This article was written by in Personal Development. 8 comments.


Consumerism Commentary and the articles I write here have changed since I started writing about personal finance in 2003. I’ve personally gone through four financial phases over the thirteen years or so, and because I draw much of my writing from personal experiences, any readers who have been around over the past decade might have noticed the changes and how they’ve affected my perspective.

Phase 1. Financial ignorance. It was easier for me to close my eyes to the financial trouble I was getting myself into. I’m still pleased that I pursued a living I was passionate about through and after college without regard to possibility of an insecure financial future, but there came a point where I needed to change my declining situation.

Phase 2. Personal and financial stability and growth. I began learning about managing my money, spending less than I was earning, and growing my wealth. In this phase, I began a personal blog, Consumerism Commentary, to document my progress, keep myself accountable, and expand my knowledge. In a new job and a new living situation, I was able to save money from every pay check. Before long, I was on my way to getting out of debt and building a solid emergency fund. I started saving for retirement for the first time.

Phase 3. Approaching financial independence. In Phase 2, I was concerned about my ability to negotiate a decent raise every year. There’s nothing more annoying than having to put up with the corporate environment where you constantly need to fight for getting the bonus you deserve.

I was starting to build my own business in Phase 3, and when I had more control over my own destiny, the pettiness of corporate life stopped mattering as much. By the time I quit my day job, I had financial independence in my sights.

Phase 4. Achieving financial independence. The point at which finances are no longer a constraint brings its own problems. The need for financial stability can instill a drive for success, and financial independence eliminates that type of desperation. My financial needs have never been great in the first place, but now I struggle with taking some of my other passion projects to the next step.

Framing one’s life phases by changes in one’s relationship with money is only one way to look at life. It’s worthwhile to look at something more core to humanity’s existence than something as material as money. I’ve always said that net worth is not a real goal, that money is only valuable in terms of what it can do for you ability to live how you want. If your only goal is to retire at age 60 with $3 million — or to retire at age 35 with $10 million — you’re missing the point of financial independence. Until you can answer the question, “Why?” you have to give your life more thought.

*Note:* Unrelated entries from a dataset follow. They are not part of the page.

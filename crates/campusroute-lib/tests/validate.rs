use campusroute_lib::test_helpers::GraphModelBuilder;
use campusroute_lib::{validate, Error, Node, PathQuery, QueryEndpoint};

fn query() -> PathQuery {
    PathQuery::new("A", "B")
}

#[test]
fn clean_graph_passes_validation() {
    let graph = GraphModelBuilder::new()
        .node("A")
        .node("B")
        .edge("A", "B", 10.0)
        .build();

    let validated = validate(&graph, &query()).expect("valid graph");
    assert_eq!(validated.start(), 0);
    assert_eq!(validated.end(), 1);
}

#[test]
fn node_with_empty_id_is_malformed() {
    let graph = GraphModelBuilder::new()
        .node("A")
        .raw_node(Node {
            id: String::new(),
            label: "nameless".to_string(),
            lat: 13.0,
            lng: 80.2,
        })
        .node("B")
        .build();

    let error = validate(&graph, &query()).expect_err("rejected");
    assert!(matches!(error, Error::MalformedNode { position: 1, .. }));
}

#[test]
fn node_with_non_finite_coordinates_is_malformed() {
    let graph = GraphModelBuilder::new()
        .raw_node(Node {
            id: "A".to_string(),
            label: "Main Gate".to_string(),
            lat: f64::NAN,
            lng: 80.2,
        })
        .node("B")
        .build();

    let error = validate(&graph, &query()).expect_err("rejected");
    assert!(matches!(error, Error::MalformedNode { position: 0, .. }));
}

#[test]
fn duplicate_node_ids_are_rejected() {
    let graph = GraphModelBuilder::new()
        .node("A")
        .node("B")
        .node("A")
        .build();

    let error = validate(&graph, &query()).expect_err("rejected");
    assert!(matches!(error, Error::DuplicateNodeId { ref id } if id == "A"));
}

#[test]
fn edge_with_non_finite_distance_is_malformed() {
    let graph = GraphModelBuilder::new()
        .node("A")
        .node("B")
        .edge("A", "B", f64::INFINITY)
        .build();

    let error = validate(&graph, &query()).expect_err("rejected");
    assert!(matches!(error, Error::MalformedEdge { position: 0, .. }));
}

#[test]
fn edge_with_empty_endpoint_is_malformed() {
    let graph = GraphModelBuilder::new()
        .node("A")
        .node("B")
        .edge("A", "", 5.0)
        .build();

    let error = validate(&graph, &query()).expect_err("rejected");
    assert!(matches!(error, Error::MalformedEdge { position: 0, .. }));
}

#[test]
fn dangling_edge_identifies_the_missing_reference() {
    let graph = GraphModelBuilder::new()
        .node("A")
        .node("B")
        .edge("A", "B", 10.0)
        .edge("B", "X", 20.0)
        .build();

    let error = validate(&graph, &query()).expect_err("rejected");
    match error {
        Error::DanglingEdge {
            position,
            source,
            target,
            missing,
        } => {
            assert_eq!(position, 1);
            assert_eq!(source, "B");
            assert_eq!(target, "X");
            assert_eq!(missing, "X");
        }
        other => panic!("expected DanglingEdge, got {other:?}"),
    }
}

#[test]
fn first_offending_edge_wins() {
    let graph = GraphModelBuilder::new()
        .node("A")
        .node("B")
        .edge("A", "X", 1.0)
        .edge("A", "Y", 2.0)
        .build();

    let error = validate(&graph, &query()).expect_err("rejected");
    assert!(matches!(error, Error::DanglingEdge { position: 0, .. }));
}

#[test]
fn node_violations_are_reported_before_edge_violations() {
    let graph = GraphModelBuilder::new()
        .raw_node(Node {
            id: "A".to_string(),
            label: "Main Gate".to_string(),
            lat: f64::INFINITY,
            lng: 80.2,
        })
        .node("B")
        .edge("A", "X", 1.0)
        .build();

    let error = validate(&graph, &query()).expect_err("rejected");
    assert!(matches!(error, Error::MalformedNode { .. }));
}

#[test]
fn edge_violations_are_reported_before_endpoint_violations() {
    let graph = GraphModelBuilder::new()
        .node("A")
        .edge("A", "X", 1.0)
        .build();

    let error = validate(&graph, &PathQuery::new("A", "Z")).expect_err("rejected");
    assert!(matches!(error, Error::DanglingEdge { .. }));
}

#[test]
fn unknown_start_endpoint_is_identified() {
    let graph = GraphModelBuilder::new().node("A").node("B").build();

    let error = validate(&graph, &PathQuery::new("Q", "B")).expect_err("rejected");
    assert!(matches!(
        error,
        Error::UnknownEndpoint {
            endpoint: QueryEndpoint::Start,
            ref name,
            ..
        } if name == "Q"
    ));
}

#[test]
fn unknown_end_endpoint_is_identified() {
    let graph = GraphModelBuilder::new().node("A").node("B").build();

    let error = validate(&graph, &PathQuery::new("A", "Z")).expect_err("rejected");
    assert!(matches!(
        error,
        Error::UnknownEndpoint {
            endpoint: QueryEndpoint::End,
            ref name,
            ..
        } if name == "Z"
    ));
}

#[test]
fn empty_endpoint_is_unknown_without_suggestions() {
    let graph = GraphModelBuilder::new().node("A").node("B").build();

    let error = validate(&graph, &PathQuery::new("", "B")).expect_err("rejected");
    match error {
        Error::UnknownEndpoint {
            endpoint,
            name,
            suggestions,
        } => {
            assert_eq!(endpoint, QueryEndpoint::Start);
            assert!(name.is_empty());
            assert!(suggestions.is_empty());
        }
        other => panic!("expected UnknownEndpoint, got {other:?}"),
    }
}

#[test]
fn near_miss_endpoint_gets_a_suggestion() {
    let graph = GraphModelBuilder::new()
        .node("Library")
        .node("CoffeeHut")
        .build();

    let error = validate(&graph, &PathQuery::new("Librari", "CoffeeHut")).expect_err("rejected");
    match error {
        Error::UnknownEndpoint { suggestions, .. } => {
            assert!(suggestions.contains(&"Library".to_string()));
        }
        other => panic!("expected UnknownEndpoint, got {other:?}"),
    }
}
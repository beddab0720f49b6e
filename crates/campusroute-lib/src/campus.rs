//! Built-in campus graphs for the Anna University Guindy campus.
//!
//! Two graphs are bundled: a three-node sample matching the map editor's
//! seed data, and the full surveyed campus map with distances in metres.
//! Both are ordinary [`GraphModel`] values; callers needing a different
//! campus supply their own graph document instead.

use crate::model::{Edge, GraphModel, Node};

/// Surveyed campus points: id, display label, latitude, longitude.
const CAMPUS_NODES: &[(&str, &str, f64, f64)] = &[
    ("A", "Main Gate", 13.0167, 80.2355),
    ("B", "Main Gate Right Road", 13.0164, 80.2348),
    ("C", "Main Gate Left Road", 13.0164, 80.2362),
    ("D", "Anna Statue", 13.0150, 80.2355),
    ("E", "Anna Statue Right Road", 13.0149, 80.2352),
    ("F", "Anna Statue Left Road", 13.0149, 80.2358),
    ("G", "Red Building", 13.0144, 80.2356),
    ("H", "Red Building Right Road", 13.0144, 80.2351),
    ("I", "Red Building Left Road", 13.0144, 80.2361),
    ("J", "CEG Square", 13.0137, 80.2347),
    ("K", "Globe Statue", 13.0136, 80.2345),
    ("L", "RCC", 13.0130, 80.2340),
    ("M", "Library", 13.0126, 80.2336),
    ("N", "Vivek Audi", 13.0130, 80.2352),
    ("O", "Maths Dept", 13.0122, 80.2357),
    ("P", "Swimming Pool", 13.0115, 80.2362),
    ("Q", "Hostel Road", 13.0124, 80.2346),
    ("R", "Science and Humanities", 13.0115, 80.2341),
    ("S", "CSE Dept", 13.0112, 80.2338),
    ("T", "IT Dept", 13.0108, 80.2336),
    ("U", "Knowledge Park", 13.0106, 80.2334),
    ("V", "ECE Dept", 13.0112, 80.2345),
    ("W", "NCC", 13.0109, 80.2348),
    ("X", "Manufacturing Dept", 13.0112, 80.2359),
    ("Y", "Printing Dept", 13.0103, 80.2339),
    ("Z", "Coffee Hut", 13.0104, 80.2344),
    ("AA", "EEE Dept", 13.0114, 80.2363),
    ("AB", "Civil Road", 13.0152, 80.2367),
    ("AC", "Civil Dept", 13.0149, 80.2372),
    ("AD", "Industrial Dept", 13.0157, 80.2365),
    ("AE", "Mech Dept", 13.0138, 80.2374),
    ("AF", "Mech Road", 13.0141, 80.2370),
    ("AG", "Tag Audi", 13.0138, 80.2367),
    ("AH", "Structural Eng Dept", 13.0145, 80.2369),
    ("AI", "Transportation Eng/Soil Mechanics", 13.0148, 80.2367),
    ("AJ", "High Voltage Lab", 13.0149, 80.2364),
    ("AK", "Ocean Management", 13.0135, 80.2378),
    ("AL", "Mining Dept", 13.0126, 80.2372),
    ("AM", "Power System Engineering", 13.0114, 80.2355),
];

/// Surveyed path segments: endpoints and distance in metres.
const CAMPUS_EDGES: &[(&str, &str, f64)] = &[
    ("A", "C", 100.0),
    ("A", "B", 130.0),
    ("B", "J", 280.0),
    ("C", "AD", 150.0),
    ("AD", "AB", 63.0),
    ("AB", "AC", 80.0),
    ("AB", "AJ", 56.0),
    ("I", "AJ", 80.0),
    ("I", "G", 25.0),
    ("G", "H", 25.0),
    ("A", "D", 200.0),
    ("D", "F", 20.0),
    ("F", "I", 70.0),
    ("D", "E", 20.0),
    ("E", "H", 70.0),
    ("H", "J", 75.0),
    ("J", "K", 16.0),
    ("K", "L", 88.0),
    ("L", "M", 58.0),
    ("K", "N", 80.0),
    ("N", "O", 110.0),
    ("O", "P", 92.0),
    ("P", "AA", 18.0),
    ("AA", "AJ", 73.0),
    ("N", "Q", 83.0),
    ("Q", "R", 110.0),
    ("R", "S", 38.0),
    ("S", "T", 50.0),
    ("T", "Y", 70.0),
    ("T", "U", 30.0),
    ("R", "V", 48.0),
    ("V", "W", 43.0),
    ("W", "Z", 92.0),
    ("Z", "Y", 18.0),
    ("W", "X", 47.0),
    ("P", "X", 40.0),
    ("AJ", "AI", 46.0),
    ("AH", "AK", 150.0),
    ("AI", "AH", 37.0),
    ("AH", "AF", 70.0),
    ("AF", "AE", 54.0),
    ("AF", "AG", 45.0),
    ("AK", "AL", 82.0),
    ("AL", "AM", 100.0),
    ("AM", "Z", 38.0),
];

/// The full surveyed campus map.
pub fn campus_graph() -> GraphModel {
    let nodes = CAMPUS_NODES
        .iter()
        .map(|&(id, label, lat, lng)| Node {
            id: id.to_string(),
            label: label.to_string(),
            lat,
            lng,
        })
        .collect();
    let edges = CAMPUS_EDGES
        .iter()
        .map(|&(source, target, distance)| Edge {
            source: source.to_string(),
            target: target.to_string(),
            distance,
        })
        .collect();
    GraphModel::new(nodes, edges)
}

/// The three-node sample around the main building, as seeded by the map
/// editor.
pub fn sample_graph() -> GraphModel {
    let nodes = vec![
        Node {
            id: "A".to_string(),
            label: "Main Building Entrance".to_string(),
            lat: 13.0065,
            lng: 80.2405,
        },
        Node {
            id: "B".to_string(),
            label: "Tagore Auditorium Entrance".to_string(),
            lat: 13.0087,
            lng: 80.2391,
        },
        Node {
            id: "C".to_string(),
            label: "Road Junction 1".to_string(),
            lat: 13.0075,
            lng: 80.2398,
        },
    ];
    let edges = vec![
        Edge {
            source: "A".to_string(),
            target: "C".to_string(),
            distance: 50.0,
        },
        Edge {
            source: "C".to_string(),
            target: "B".to_string(),
            distance: 60.0,
        },
    ];
    GraphModel::new(nodes, edges)
}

This is a publication where the focus is on money. It makes sense for me to write articles that frame life in financial terms. But it’s good to go occasionally beyond the confines of money and look at life in a broader context. One philosophical theory I hear often is that life is not about the pursuit of money, it’s about the pursuit of happiness. Humans want to increase their wealth because financial independence removes barriers to living life in a way that evokes happiness.

Scientists have studied money and happiness to look for correlation and to determine if one has any effect on the other. This article from Forbes gives a summary of many of the major studies pertaining to money and happiness; there doesn’t seem to be much agreement. Not mentioned in the article is the famous study — at least among financial experts — that happiness is correlated to your financial standing among peers when measured by income. That is, you’re happier if you earn $50,000 while your cohorts earn $30,000 than you would be if you earned $100,000 while your friends and colleagues earn $150,000.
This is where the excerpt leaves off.